Scott Robertson made to wait again: It very much looks like the Crusaders head coach will have to wait until at least 2023 to get his shot as the All Blacks’ head coach. Ian Foster signed a new deal with New Zealand Rugby to remain as boss of the national team until the conclusion of the Rugby World Cup in France earlier this week, leaving Robertson to concentrate on Super Rugby matters. While it wasn’t exactly surprising, you question whether it is the right decision considering how below par – by their high standards – the three-time world champions have been since 2019. Supporters weren’t happy with Foster’s appointment to start with and the team have hardly inspired under the former Chiefs boss. To some extent NZR’s hands were tied, given the lack of matches against anyone other than Australia or Argentina, but they may well regret ignoring Robertson during this World Cup cycle, especially if another major international team comes sniffing.

Welsh club player’s death: Tributes have poured in for Cwmllynfell RFC player Alex Evans, who collapsed and died after suffering a cardiac arrest during a recent memorial game in South Wales.
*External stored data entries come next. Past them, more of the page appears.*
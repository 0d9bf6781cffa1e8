//! Error types and API response structures

use super::codes::ErrorCode;
use http::StatusCode;
use serde::{Deserialize, Serialize};
use serde_json::Value;
use std::collections::HashMap;
use thiserror::Error;

/// Application error with structured error code and details
///
/// This is the error every handler returns. It carries:
/// - a stable [`ErrorCode`]
/// - a human-readable message (what the storefront shows in a toast)
/// - optional structured details (offending product, similar order codes, ...)
#[derive(Debug, Clone, Error)]
#[error("{message}")]
pub struct AppError {
    /// The error code identifying the type of error
    pub code: ErrorCode,
    /// Human-readable error message
    pub message: String,
    /// Optional additional details (field-level errors, context, etc.)
    pub details: Option<HashMap<String, Value>>,
}

impl AppError {
    /// Create a new error with the default message for the error code
    pub fn new(code: ErrorCode) -> Self {
        Self {
            message: code.message().to_string(),
            code,
            details: None,
        }
    }

    /// Create a new error with a custom message
    pub fn with_message(code: ErrorCode, message: impl Into<String>) -> Self {
        Self {
            code,
            message: message.into(),
            details: None,
        }
    }

    /// Add a detail entry to this error
    pub fn with_detail(mut self, key: impl Into<String>, value: impl Into<Value>) -> Self {
        self.details
            .get_or_insert_with(HashMap::new)
            .insert(key.into(), value.into());
        self
    }

    /// Get the HTTP status code for this error
    pub fn http_status(&self) -> StatusCode {
        self.code.http_status()
    }

    // ==================== Convenience constructors ====================

    /// Create a validation error
    pub fn validation(msg: impl Into<String>) -> Self {
        Self::with_message(ErrorCode::ValidationFailed, msg)
    }

    /// Create a not found error
    pub fn not_found(resource: impl Into<String>) -> Self {
        let r = resource.into();
        Self::with_message(ErrorCode::NotFound, format!("{} not found", r))
            .with_detail("resource", r)
    }

    /// Create a not authenticated error
    pub fn not_authenticated() -> Self {
        Self::new(ErrorCode::NotAuthenticated)
    }

    /// Create an admin-required error
    pub fn admin_required() -> Self {
        Self::new(ErrorCode::AdminRequired)
    }

    /// Create an internal error
    pub fn internal(msg: impl Into<String>) -> Self {
        Self::with_message(ErrorCode::InternalError, msg)
    }

    /// Create a database error
    pub fn database(msg: impl Into<String>) -> Self {
        Self::with_message(ErrorCode::DatabaseError, msg)
    }

    /// Create an invalid request error
    pub fn invalid_request(msg: impl Into<String>) -> Self {
        Self::with_message(ErrorCode::InvalidRequest, msg)
    }

    /// Create an invalid token error
    pub fn invalid_token(msg: impl Into<String>) -> Self {
        Self::with_message(ErrorCode::TokenInvalid, msg)
    }

    /// Create a token expired error
    pub fn token_expired() -> Self {
        Self::new(ErrorCode::TokenExpired)
    }

    /// Create an invalid credentials error
    pub fn invalid_credentials() -> Self {
        Self::new(ErrorCode::InvalidCredentials)
    }

    /// Create a transient store error (client may retry)
    pub fn busy(msg: impl Into<String>) -> Self {
        Self::with_message(ErrorCode::SystemBusy, msg)
    }
}

/// Unified API response structure
///
/// Every endpoint answers with this envelope:
/// - `success`: whether the operation succeeded
/// - `code`: error code (0 for success)
/// - `message`: human-readable message
/// - `error`: failure reason (present on failure only)
/// - `data`: response payload (on success)
/// - `details`: additional error details (on failure)
#[derive(Debug, Clone, Serialize, Deserialize)]
pub struct ApiResponse<T> {
    pub success: bool,
    /// Error code (0 for success, non-zero for errors)
    pub code: u16,
    /// Human-readable message
    pub message: String,
    #[serde(default, skip_serializing_if = "Option::is_none")]
    pub error: Option<String>,
    /// Response data (present on success)
    #[serde(default, skip_serializing_if = "Option::is_none")]
    pub data: Option<T>,
    /// Additional error details (present on failure)
    #[serde(default, skip_serializing_if = "Option::is_none")]
    pub details: Option<HashMap<String, Value>>,
}

impl<T> ApiResponse<T> {
    /// Create a success response with data
    pub fn success(data: T) -> Self {
        Self::success_with_message("OK", data)
    }

    /// Create a success response with custom message and data
    pub fn success_with_message(message: impl Into<String>, data: T) -> Self {
        Self {
            success: true,
            code: ErrorCode::Success.code(),
            message: message.into(),
            error: None,
            data: Some(data),
            details: None,
        }
    }
}

impl ApiResponse<()> {
    /// Create a success response without data
    pub fn ok() -> Self {
        Self::message("OK")
    }

    /// Create a success response carrying only a message
    pub fn message(message: impl Into<String>) -> Self {
        Self {
            success: true,
            code: ErrorCode::Success.code(),
            message: message.into(),
            error: None,
            data: None,
            details: None,
        }
    }

    /// Create an error response from an AppError
    pub fn error(err: &AppError) -> Self {
        Self {
            success: false,
            code: err.code.code(),
            message: err.message.clone(),
            error: Some(err.message.clone()),
            data: None,
            details: err.details.clone(),
        }
    }
}

impl<T> From<AppError> for ApiResponse<T> {
    fn from(err: AppError) -> Self {
        Self {
            success: false,
            code: err.code.code(),
            error: Some(err.message.clone()),
            message: err.message,
            data: None,
            details: err.details,
        }
    }
}

/// Type alias for Result with AppError
pub type AppResult<T> = Result<T, AppError>;

// ===== Axum Integration =====

impl axum::response::IntoResponse for AppError {
    fn into_response(self) -> axum::response::Response {
        use axum::Json;

        let status = self.http_status();
        let body = ApiResponse::<()>::error(&self);

        // Log system errors
        if matches!(self.code.category(), super::category::ErrorCategory::System) {
            tracing::error!(
                code = %self.code,
                message = %self.message,
                "System error occurred"
            );
        }

        (status, Json(body)).into_response()
    }
}

impl<T: Serialize> axum::response::IntoResponse for ApiResponse<T> {
    fn into_response(self) -> axum::response::Response {
        use axum::Json;

        let status = if self.success {
            StatusCode::OK
        } else {
            ErrorCode::try_from(self.code)
                .map(|c| c.http_status())
                .unwrap_or(StatusCode::INTERNAL_SERVER_ERROR)
        };

        (status, Json(self)).into_response()
    }
}

#[cfg(test)]
mod tests {
    use super::*;

    #[test]
    fn test_app_error_new() {
        let err = AppError::new(ErrorCode::OrderNotFound);
        assert_eq!(err.code, ErrorCode::OrderNotFound);
        assert_eq!(err.message, "Order not found");
        assert!(err.details.is_none());
    }

    #[test]
    fn test_app_error_with_detail() {
        let err = AppError::with_message(
            ErrorCode::ProductOutOfStock,
            "Insufficient stock for Pollen. Available: 3",
        )
        .with_detail("product", "Pollen")
        .with_detail("available", 3);

        let details = err.details.unwrap();
        assert_eq!(details.get("product").unwrap(), "Pollen");
        assert_eq!(details.get("available").unwrap(), 3);
    }

    #[test]
    fn test_app_error_convenience_constructors() {
        let err = AppError::not_found("Order");
        assert_eq!(err.code, ErrorCode::NotFound);
        assert_eq!(err.message, "Order not found");
        assert!(err.details.as_ref().unwrap().contains_key("resource"));

        assert_eq!(AppError::validation("x").code, ErrorCode::ValidationFailed);
        assert_eq!(AppError::admin_required().code, ErrorCode::AdminRequired);
        assert_eq!(AppError::busy("retry").code, ErrorCode::SystemBusy);
        assert_eq!(
            AppError::busy("retry").http_status(),
            StatusCode::INTERNAL_SERVER_ERROR
        );
    }

    #[test]
    fn test_api_response_success() {
        let response = ApiResponse::success(42);
        assert!(response.success);
        assert_eq!(response.code, 0);
        assert_eq!(response.data, Some(42));
        assert!(response.error.is_none());
    }

    #[test]
    fn test_api_response_error() {
        let err = AppError::new(ErrorCode::ProductUnavailable).with_detail("product_id", 7);
        let response = ApiResponse::<()>::error(&err);

        assert!(!response.success);
        assert_eq!(response.code, 6004);
        assert_eq!(response.error.as_deref(), Some("Product is not available"));
        assert!(response.details.is_some());
    }

    #[test]
    fn test_api_response_serialize() {
        let json = serde_json::to_value(ApiResponse::success("hello")).unwrap();
        assert_eq!(json["success"], true);
        assert_eq!(json["code"], 0);
        assert_eq!(json["data"], "hello");
        assert!(json.get("error").is_none());

        let err: ApiResponse<()> = AppError::not_authenticated().into();
        let json = serde_json::to_value(err).unwrap();
        assert_eq!(json["success"], false);
        assert_eq!(json["error"], "Authentication required");
    }
}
The 31-year-old flanker was playing in the match but left the field when he started to feel unwell and later collapsed. Evans was treated by first responders and the ambulance service but unfortunately died at the scene. A GoFundMe page to help Evans’ family has been set up and at the time of writing more than £15,000 has been raised. Since Evans’ death, there have also been calls for all Welsh rugby clubs to be issued with a defibrillator. Our thoughts are with Evans’ family and friends.

Partying Du’Plessis: It is always hugely disappointing when sportsmen or women ignore guidance on Covid-19, but unfortunately there was another case, this time in New Zealand, where Hurricanes and Wellington Lions loose forward Du’Plessis Kirifi landed himself in hot water with New Zealand’s authorities after he was caught partying during the Level Four lockdown in Wellington. The Wellington captain issued a public apology for the lockdown breaches after he and his girlfriend, netballer Mila Reuelu-Buchanan, hosted and attended parties despite the guidance being in place. Politicians, sportspeople and the general public must all follow the rules to the letter in these times.